Enkazdan çıkan ikinci hayat

Güncelleme Tarihi:

Enkazdan çıkan ikinci hayat
Oluşturulma Tarihi: Ağustos 18, 2007 12:21

Arif Yakıcı - Halil Şahin - Marmara'da 17 Ağustos 1999'da meydana gelen depremde evleri yıkılan, 2 kız çocukları enkaz altında kalarak ölen ve aylarca psikolojik tedavi gördükten sonra normal yaşama dönebilen Metin-Serpil Görek çifti, İzmir'de 6 yaşındaki oğulları ile yeniden hayata tutundu.

Haberin Devamı

Deniz Kuvvetleri Komutanlığına bağlı Gölcük Tersanesinde elektrik teknisyeni olarak çalışan Metin Görek (46) ile Telekom'da görevli Serpil Görek (46), Marmara depreminde hiçbir anne babanın yaşamak istemeyeceği bir drama şahit oldu.
Binlerce ocağı söndüren depremde, evleri yerle bir olan Görek çifti ile kızları 13 yaşındaki Pembegül ve 8 yaşındaki Huriye Mervegül, 72 saat boyunca enkaz altında kaldılar. 3 gün sonra kurtarma ekipleri, Görek ailesine ulaştı. Metin ve Serpil Görek sağ olarak çıkarıldı, ancak kızları yaşamıyordu.

Kızlarını kaybetmenin acısıyla yıkılan Görek çifti, Denizli Devlet Hastanesinde uzun süre psikolojik tedavi gördü. Aylar süren tedavinin ardından acılarını yüreklerine gömen Serpil-Metin Görek çifti, 2000 yılında İzmir'de yeni bir hayata başladı. Aynı yıl 41 yaşında olmasına ve bel fıtığına yakalanmasına rağmen hamile kalan Serpil Görek, 2001 yılında Gökhun adını verdiği erkek evladını dünyaya getirdi.
Gözlerinin önünde ölen kızlarının acısını unutmaya çalışan Görek çifti, “ikinci bir hayata başladık” dedikleri İzmir'de, şu anda 6 yaşına gelen oğulları ile birlikte yeni ve mutlu bir sayfa açtıklarını söylüyorlar.

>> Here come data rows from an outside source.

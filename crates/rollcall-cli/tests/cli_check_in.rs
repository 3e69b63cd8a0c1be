use std::path::{Path, PathBuf};
use std::process::{Command, Output};

use tempfile::TempDir;

fn rollcall(home: &Path, args: &[&str]) -> Output {
    Command::new(env!("CARGO_BIN_EXE_rollcall"))
        .args(args)
        .env_clear()
        .env("HOME", home)
        .env("ROLLCALL_CONFIG", home.join("absent.toml"))
        .env("ROLLCALL_DATA_DIR", home.join("data"))
        .output()
        .expect("failed to run rollcall")
}

fn photo_with_encoding(dir: &Path, name: &str, encoding: Option<&[f32]>) -> PathBuf {
    let photo = dir.join(format!("{name}.jpg"));
    std::fs::write(&photo, b"jpeg").unwrap();
    let faces = match encoding {
        Some(values) => serde_json::json!([{ "encoding": values }]),
        None => serde_json::json!([]),
    };
    std::fs::write(
        dir.join(format!("{name}.json")),
        serde_json::json!({ "faces": faces }).to_string(),
    )
    .unwrap();
    photo
}

fn stdout_json(output: &Output) -> serde_json::Value {
    assert!(
        output.status.success(),
        "rollcall failed: {}",
        String::from_utf8_lossy(&output.stderr)
    );
    serde_json::from_slice(&output.stdout).expect("stdout is JSON")
}

#[test]
fn register_approve_and_check_in() {
    let tmp = TempDir::new().unwrap();
    let home = tmp.path();
    let reg_1 = photo_with_encoding(home, "reg_1", Some(&[0.0, 0.0, 0.0]));
    let reg_2 = photo_with_encoding(home, "reg_2", Some(&[0.0, 0.02, 0.0]));
    let blank = photo_with_encoding(home, "blank", None);
    let near = photo_with_encoding(home, "near", Some(&[0.1, 0.0, 0.0]));
    let far = photo_with_encoding(home, "far", Some(&[0.5, 0.0, 0.0]));

    let out = rollcall(
        home,
        &[
            "register",
            "--name",
            "Ashmita",
            "--email",
            "ashmita@example.com",
            "--photo",
            reg_1.to_str().unwrap(),
            "--photo",
            reg_2.to_str().unwrap(),
        ],
    );
    assert!(out.status.success(), "{}", String::from_utf8_lossy(&out.stderr));

    let pending = stdout_json(&rollcall(home, &["list", "--status", "pending", "--json"]));
    assert_eq!(pending[0]["id"], 1);
    assert_eq!(pending[0]["status"], "pending");

    let out = rollcall(home, &["approve", "1"]);
    assert!(out.status.success(), "{}", String::from_utf8_lossy(&out.stderr));

    let shown = stdout_json(&rollcall(home, &["show", "1", "--json"]));
    assert_eq!(shown["status"], "approved");
    assert_eq!(shown["encodings"].as_array().unwrap().len(), 2);

    let report = stdout_json(&rollcall(
        home,
        &[
            "session",
            far.to_str().unwrap(),
            blank.to_str().unwrap(),
            near.to_str().unwrap(),
            "--max-attempts",
            "3",
        ],
    ));
    assert_eq!(report["status"], "success");
    assert_eq!(report["found"], true);
    assert_eq!(report["person_id"], 1);
    assert_eq!(report["attempts"], 3);
}

#[test]
fn approve_without_face_fails_and_stays_pending() {
    let tmp = TempDir::new().unwrap();
    let home = tmp.path();
    let blank = photo_with_encoding(home, "blank", None);

    let out = rollcall(
        home,
        &["register", "--name", "Ravi", "--photo", blank.to_str().unwrap()],
    );
    assert!(out.status.success());

    let out = rollcall(home, &["approve", "1"]);
    assert!(!out.status.success());
    assert!(String::from_utf8_lossy(&out.stderr).contains("no usable face"));

    let shown = stdout_json(&rollcall(home, &["show", "1", "--json"]));
    assert_eq!(shown["status"], "pending");
}

#[test]
fn session_against_empty_registry_is_not_found() {
    let tmp = TempDir::new().unwrap();
    let home = tmp.path();
    let near = photo_with_encoding(home, "near", Some(&[0.1, 0.0]));

    let report = stdout_json(&rollcall(home, &["session", near.to_str().unwrap()]));
    assert_eq!(report["status"], "not_found");
    assert_eq!(report["found"], false);
}
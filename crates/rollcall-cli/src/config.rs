use std::path::{Path, PathBuf};

use anyhow::{Context, Result};
use rollcall_core::{MatchParams, SessionParams};
use serde::Deserialize;

/// CLI configuration: optional TOML file, then `ROLLCALL_*` environment overrides.
#[derive(Debug, Clone, PartialEq, Deserialize)]
#[serde(default)]
pub struct Config {
    /// Root directory for registry data.
    pub data_dir: PathBuf,
    /// Registry file (default: `<data_dir>/registry.json`).
    pub registry_path: Option<PathBuf>,
    /// Snapshot directory for `backup` (default: `<data_dir>/backups`).
    pub backup_dir: Option<PathBuf>,
    /// Distance at or below which a match may be accepted.
    pub accept_threshold: f32,
    /// Distance at which confidence drops to zero.
    pub distance_scale: f32,
    /// Minimum confidence percentage for a positive check-in.
    pub min_confidence: f32,
    /// Samples examined per stability session.
    pub max_attempts: usize,
}

impl Default for Config {
    fn default() -> Self {
        let match_params = MatchParams::default();
        let session_params = SessionParams::default();
        Self {
            data_dir: default_data_dir(|key| std::env::var(key).ok()),
            registry_path: None,
            backup_dir: None,
            accept_threshold: match_params.accept_threshold,
            distance_scale: match_params.distance_scale,
            min_confidence: session_params.min_confidence,
            max_attempts: session_params.max_attempts,
        }
    }
}

impl Config {
    /// Load from the config file named by `ROLLCALL_CONFIG` (or the XDG default)
    /// and apply environment overrides.
    pub fn load() -> Result<Self> {
        let env = |key: &str| std::env::var(key).ok();
        let path = env("ROLLCALL_CONFIG")
            .map(PathBuf::from)
            .unwrap_or_else(|| default_config_path(env));

        let file = if path.exists() {
            let text = std::fs::read_to_string(&path)
                .with_context(|| format!("reading config {}", path.display()))?;
            Some(text)
        } else {
            None
        };

        let config = Self::from_sources(file.as_deref(), env)
            .with_context(|| format!("parsing config {}", path.display()))?;
        tracing::debug!(?config, "configuration loaded");
        Ok(config)
    }

    pub fn from_sources(file: Option<&str>, env: impl Fn(&str) -> Option<String>) -> Result<Self> {
        let mut config: Config = match file {
            Some(text) => toml::from_str(text)?,
            None => Config::default(),
        };

        if let Some(dir) = env("ROLLCALL_DATA_DIR") {
            config.data_dir = PathBuf::from(dir);
        }
        if let Some(path) = env("ROLLCALL_REGISTRY_PATH") {
            config.registry_path = Some(PathBuf::from(path));
        }
        if let Some(dir) = env("ROLLCALL_BACKUP_DIR") {
            config.backup_dir = Some(PathBuf::from(dir));
        }
        config.accept_threshold =
            parsed(&env, "ROLLCALL_ACCEPT_THRESHOLD", config.accept_threshold);
        config.distance_scale = parsed(&env, "ROLLCALL_DISTANCE_SCALE", config.distance_scale);
        config.min_confidence = parsed(&env, "ROLLCALL_MIN_CONFIDENCE", config.min_confidence);
        config.max_attempts = parsed(&env, "ROLLCALL_MAX_ATTEMPTS", config.max_attempts);

        Ok(config)
    }

    pub fn registry_path(&self) -> PathBuf {
        self.registry_path
            .clone()
            .unwrap_or_else(|| self.data_dir.join("registry.json"))
    }

    pub fn backup_dir(&self) -> PathBuf {
        self.backup_dir
            .clone()
            .unwrap_or_else(|| self.data_dir.join("backups"))
    }

    pub fn match_params(&self) -> Result<MatchParams> {
        Ok(MatchParams::new(self.accept_threshold, self.distance_scale)?)
    }

    /// Session parameters, with optional per-invocation overrides.
    pub fn session_params(
        &self,
        min_confidence: Option<f32>,
        max_attempts: Option<usize>,
    ) -> Result<SessionParams> {
        Ok(SessionParams::new(
            min_confidence.unwrap_or(self.min_confidence),
            max_attempts.unwrap_or(self.max_attempts),
        )?)
    }
}

fn default_data_dir(env: impl Fn(&str) -> Option<String>) -> PathBuf {
    xdg_dir(&env, "XDG_DATA_HOME", ".local/share").join("rollcall")
}

fn default_config_path(env: impl Fn(&str) -> Option<String>) -> PathBuf {
    xdg_dir(&env, "XDG_CONFIG_HOME", ".config").join("rollcall/config.toml")
}

fn xdg_dir(env: &impl Fn(&str) -> Option<String>, var: &str, fallback: &str) -> PathBuf {
    env(var).map(PathBuf::from).unwrap_or_else(|| {
        let home = env("HOME").unwrap_or_else(|| "/tmp".to_string());
        Path::new(&home).join(fallback)
    })
}

fn parsed<T: std::str::FromStr>(env: &impl Fn(&str) -> Option<String>, key: &str, default: T) -> T {
    match env(key) {
        Some(raw) => raw.parse().unwrap_or_else(|_| {
            tracing::warn!(key, value = %raw, "ignoring unparseable override");
            default
        }),
        None => default,
    }
}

“O ACI UNUTULMAZ, ANCAK YENİ BİR SAYFA AÇTIK”

Hayatlarında artık ikinci baharlarını yaşadıklarını belirten Serpil-Metin Görek çifti, evlerinde görüştükleri AA muhabirine, “Depremde 2 kızımız öldükten sonra yaşadığımız acıyı kimse bilemez. Depremden 2 yıl sonra Allah bize bu kez bir erkek evlat verdi. Yaşadığımız acıların verdiği olgunlukla hayatımızda yeni bir sayfa açarak, mutlu olmaya çalışıyoruz” dedi.

Haberin Devamı

Yaşadıkları acıyı unutmanın mümkün olamayacağını söyleyen Metin Görek, şunları söyledi:
“Enkaz altında kızlarımızın feryatları ve yanı başımızda son nefeslerini vermelerini unutmamız mümkün değil. Ancak, yeni bir hayata başlamak zorundaydık. Allah kimseye böyle bir acı yaşatmasın. Deprem acımız bir türlü dinmedi. Denizli Devlet Hastanesinde aylar süren psikolojik tedavinin ardından doktorumuz 'Burada üzülmekle bir yere varamazsınız, Gölcük'e gidip acınızla yüzleşmeniz gerekiyor. Yıkılan evinizi görmeniz, ölen kızlarınızın mezarlarını ziyaret etmeniz lazım. Gerçeği kabullenmeniz için bunu yapmanız şart' dedi. Gölcük'e gittiğimizde bizden çok daha kötü durumda olan aileleri gördük.”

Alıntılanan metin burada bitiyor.